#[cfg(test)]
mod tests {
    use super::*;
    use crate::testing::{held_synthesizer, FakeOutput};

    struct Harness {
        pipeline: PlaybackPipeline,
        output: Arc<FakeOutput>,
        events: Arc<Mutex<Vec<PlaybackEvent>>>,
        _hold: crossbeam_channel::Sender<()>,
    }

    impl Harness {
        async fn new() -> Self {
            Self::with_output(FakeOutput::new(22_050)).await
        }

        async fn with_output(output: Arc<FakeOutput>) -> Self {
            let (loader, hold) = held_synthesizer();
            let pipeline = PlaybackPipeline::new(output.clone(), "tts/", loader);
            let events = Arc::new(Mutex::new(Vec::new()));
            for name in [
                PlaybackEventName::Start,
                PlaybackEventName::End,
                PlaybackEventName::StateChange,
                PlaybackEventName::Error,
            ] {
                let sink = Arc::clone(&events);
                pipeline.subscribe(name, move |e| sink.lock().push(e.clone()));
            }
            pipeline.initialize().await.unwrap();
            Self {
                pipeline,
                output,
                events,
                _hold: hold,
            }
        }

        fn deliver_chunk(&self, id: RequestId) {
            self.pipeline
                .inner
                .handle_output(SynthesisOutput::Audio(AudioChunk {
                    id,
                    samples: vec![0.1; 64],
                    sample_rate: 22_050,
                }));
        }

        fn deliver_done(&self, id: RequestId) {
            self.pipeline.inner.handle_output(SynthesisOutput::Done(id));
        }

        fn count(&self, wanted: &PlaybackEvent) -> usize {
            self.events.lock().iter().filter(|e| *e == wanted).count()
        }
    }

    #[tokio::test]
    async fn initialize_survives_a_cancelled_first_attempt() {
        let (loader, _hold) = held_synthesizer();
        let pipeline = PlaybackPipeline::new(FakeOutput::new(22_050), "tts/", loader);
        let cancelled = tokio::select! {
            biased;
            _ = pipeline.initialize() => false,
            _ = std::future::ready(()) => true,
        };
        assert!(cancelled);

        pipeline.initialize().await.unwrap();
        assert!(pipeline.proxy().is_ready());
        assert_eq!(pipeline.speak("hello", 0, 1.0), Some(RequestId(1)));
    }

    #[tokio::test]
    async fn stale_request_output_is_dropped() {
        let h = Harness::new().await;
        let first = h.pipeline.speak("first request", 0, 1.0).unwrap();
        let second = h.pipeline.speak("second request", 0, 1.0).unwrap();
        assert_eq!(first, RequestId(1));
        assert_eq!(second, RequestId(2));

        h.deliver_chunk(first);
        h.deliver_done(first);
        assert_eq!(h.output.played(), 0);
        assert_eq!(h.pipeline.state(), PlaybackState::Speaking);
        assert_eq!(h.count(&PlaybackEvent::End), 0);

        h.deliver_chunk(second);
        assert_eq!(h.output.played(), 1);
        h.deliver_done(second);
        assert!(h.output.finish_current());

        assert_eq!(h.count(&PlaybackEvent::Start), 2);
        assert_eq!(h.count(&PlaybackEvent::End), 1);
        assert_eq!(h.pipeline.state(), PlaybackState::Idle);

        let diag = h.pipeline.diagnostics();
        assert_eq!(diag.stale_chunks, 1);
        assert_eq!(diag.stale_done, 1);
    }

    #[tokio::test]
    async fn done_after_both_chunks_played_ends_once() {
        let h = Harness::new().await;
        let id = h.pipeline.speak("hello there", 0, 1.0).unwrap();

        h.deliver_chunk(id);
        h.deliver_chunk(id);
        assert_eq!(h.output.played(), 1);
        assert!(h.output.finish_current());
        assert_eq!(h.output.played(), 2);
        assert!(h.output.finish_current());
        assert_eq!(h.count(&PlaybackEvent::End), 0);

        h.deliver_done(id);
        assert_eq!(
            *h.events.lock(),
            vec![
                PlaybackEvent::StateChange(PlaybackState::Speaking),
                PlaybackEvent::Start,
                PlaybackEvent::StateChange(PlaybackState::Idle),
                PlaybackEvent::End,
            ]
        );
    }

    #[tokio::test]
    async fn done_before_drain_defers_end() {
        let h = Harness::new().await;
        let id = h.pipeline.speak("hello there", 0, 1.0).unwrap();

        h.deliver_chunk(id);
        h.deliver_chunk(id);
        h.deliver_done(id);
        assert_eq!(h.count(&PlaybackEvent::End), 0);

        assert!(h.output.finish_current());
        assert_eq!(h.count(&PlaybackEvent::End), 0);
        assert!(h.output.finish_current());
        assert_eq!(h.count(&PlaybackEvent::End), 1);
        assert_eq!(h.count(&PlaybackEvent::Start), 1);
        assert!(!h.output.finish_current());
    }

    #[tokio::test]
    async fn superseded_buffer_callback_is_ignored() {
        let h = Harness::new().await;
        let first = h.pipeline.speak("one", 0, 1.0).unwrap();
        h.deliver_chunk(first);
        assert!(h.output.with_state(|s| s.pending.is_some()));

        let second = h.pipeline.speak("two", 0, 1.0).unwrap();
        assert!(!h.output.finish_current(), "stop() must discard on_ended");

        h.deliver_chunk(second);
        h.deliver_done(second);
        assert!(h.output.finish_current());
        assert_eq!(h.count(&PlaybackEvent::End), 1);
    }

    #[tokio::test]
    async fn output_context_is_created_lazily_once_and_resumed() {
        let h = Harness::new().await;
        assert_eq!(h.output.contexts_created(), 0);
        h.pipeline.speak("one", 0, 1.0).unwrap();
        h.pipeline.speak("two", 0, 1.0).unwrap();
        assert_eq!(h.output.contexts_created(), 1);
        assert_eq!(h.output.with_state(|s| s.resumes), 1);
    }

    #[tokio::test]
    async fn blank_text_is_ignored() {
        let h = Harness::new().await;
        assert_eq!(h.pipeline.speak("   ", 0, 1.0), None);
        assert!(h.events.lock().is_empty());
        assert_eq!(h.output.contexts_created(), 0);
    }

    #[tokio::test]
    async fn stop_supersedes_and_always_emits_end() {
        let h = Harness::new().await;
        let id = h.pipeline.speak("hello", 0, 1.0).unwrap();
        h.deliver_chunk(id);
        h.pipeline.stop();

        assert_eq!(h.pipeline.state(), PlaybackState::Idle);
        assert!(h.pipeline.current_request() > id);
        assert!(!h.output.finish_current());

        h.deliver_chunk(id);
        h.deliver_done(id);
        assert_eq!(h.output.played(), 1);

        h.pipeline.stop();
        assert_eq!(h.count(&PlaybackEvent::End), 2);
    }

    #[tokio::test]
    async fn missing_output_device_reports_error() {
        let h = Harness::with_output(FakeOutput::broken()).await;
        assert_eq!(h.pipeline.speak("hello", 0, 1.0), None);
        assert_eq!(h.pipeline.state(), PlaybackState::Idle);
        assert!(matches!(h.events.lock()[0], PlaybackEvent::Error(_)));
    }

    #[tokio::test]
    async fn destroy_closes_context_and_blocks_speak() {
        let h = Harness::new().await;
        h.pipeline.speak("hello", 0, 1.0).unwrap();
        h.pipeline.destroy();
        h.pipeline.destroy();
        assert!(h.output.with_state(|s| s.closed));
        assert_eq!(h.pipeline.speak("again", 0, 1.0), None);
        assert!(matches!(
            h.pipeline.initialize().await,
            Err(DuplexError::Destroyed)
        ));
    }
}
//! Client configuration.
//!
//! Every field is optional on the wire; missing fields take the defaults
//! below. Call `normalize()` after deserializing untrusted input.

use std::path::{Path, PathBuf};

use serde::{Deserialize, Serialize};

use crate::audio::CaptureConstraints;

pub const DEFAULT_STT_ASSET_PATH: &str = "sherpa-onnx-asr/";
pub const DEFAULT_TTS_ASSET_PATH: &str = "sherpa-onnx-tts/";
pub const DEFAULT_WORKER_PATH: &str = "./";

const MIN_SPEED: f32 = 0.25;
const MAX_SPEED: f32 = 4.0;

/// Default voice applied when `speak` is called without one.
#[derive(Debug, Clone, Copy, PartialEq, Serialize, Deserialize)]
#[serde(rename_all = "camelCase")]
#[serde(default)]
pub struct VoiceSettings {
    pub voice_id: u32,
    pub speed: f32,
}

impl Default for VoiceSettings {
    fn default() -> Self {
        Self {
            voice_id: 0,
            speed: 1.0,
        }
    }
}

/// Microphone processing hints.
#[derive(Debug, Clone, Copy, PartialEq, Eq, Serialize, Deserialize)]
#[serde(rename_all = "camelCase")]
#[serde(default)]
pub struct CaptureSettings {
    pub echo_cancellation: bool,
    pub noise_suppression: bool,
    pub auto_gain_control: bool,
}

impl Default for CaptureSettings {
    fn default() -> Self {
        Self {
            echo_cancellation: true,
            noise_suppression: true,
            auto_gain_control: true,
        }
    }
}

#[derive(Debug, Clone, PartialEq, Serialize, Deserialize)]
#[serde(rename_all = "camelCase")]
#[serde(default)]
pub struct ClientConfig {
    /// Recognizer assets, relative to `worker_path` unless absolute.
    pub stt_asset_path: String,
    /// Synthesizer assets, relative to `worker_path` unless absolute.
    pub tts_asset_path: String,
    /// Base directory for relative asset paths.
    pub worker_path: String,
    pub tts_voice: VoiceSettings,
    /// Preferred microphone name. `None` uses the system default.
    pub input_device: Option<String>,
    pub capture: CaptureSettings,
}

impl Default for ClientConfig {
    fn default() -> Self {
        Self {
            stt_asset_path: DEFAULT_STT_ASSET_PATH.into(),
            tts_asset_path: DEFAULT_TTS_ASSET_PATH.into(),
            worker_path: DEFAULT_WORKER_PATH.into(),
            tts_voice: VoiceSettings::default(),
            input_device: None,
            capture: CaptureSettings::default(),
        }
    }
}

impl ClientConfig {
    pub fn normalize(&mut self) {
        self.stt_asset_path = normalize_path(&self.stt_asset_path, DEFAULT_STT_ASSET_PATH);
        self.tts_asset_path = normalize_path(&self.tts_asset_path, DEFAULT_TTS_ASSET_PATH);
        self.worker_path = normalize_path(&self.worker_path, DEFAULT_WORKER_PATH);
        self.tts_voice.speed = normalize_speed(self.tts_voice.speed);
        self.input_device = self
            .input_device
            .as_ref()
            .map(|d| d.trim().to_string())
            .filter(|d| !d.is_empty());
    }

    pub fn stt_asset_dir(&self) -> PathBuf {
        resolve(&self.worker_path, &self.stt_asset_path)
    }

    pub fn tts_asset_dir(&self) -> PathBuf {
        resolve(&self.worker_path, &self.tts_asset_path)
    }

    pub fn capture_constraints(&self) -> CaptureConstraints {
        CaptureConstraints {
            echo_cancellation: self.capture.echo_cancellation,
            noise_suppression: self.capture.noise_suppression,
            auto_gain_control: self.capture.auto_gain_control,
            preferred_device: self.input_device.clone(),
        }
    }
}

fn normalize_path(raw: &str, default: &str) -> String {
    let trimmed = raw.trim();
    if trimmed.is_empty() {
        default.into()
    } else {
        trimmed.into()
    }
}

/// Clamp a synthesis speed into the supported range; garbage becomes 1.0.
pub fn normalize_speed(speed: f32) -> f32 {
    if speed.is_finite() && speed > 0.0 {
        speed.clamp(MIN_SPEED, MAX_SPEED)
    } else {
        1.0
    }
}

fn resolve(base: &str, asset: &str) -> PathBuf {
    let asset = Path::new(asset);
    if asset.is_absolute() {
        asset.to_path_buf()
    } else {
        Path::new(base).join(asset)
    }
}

## ABOUT THIS TASK
Repeat exactly the lines from the first line of the records above through the line containing "async fn new()", both included, and nothing else.

## COMPLETED TASK
#[cfg(test)]
mod tests {
    use super::*;
    use crate::testing::{held_synthesizer, FakeOutput};

    struct Harness {
        pipeline: PlaybackPipeline,
        output: Arc<FakeOutput>,
        events: Arc<Mutex<Vec<PlaybackEvent>>>,
        _hold: crossbeam_channel::Sender<()>,
    }

    impl Harness {
        async fn new() -> Self {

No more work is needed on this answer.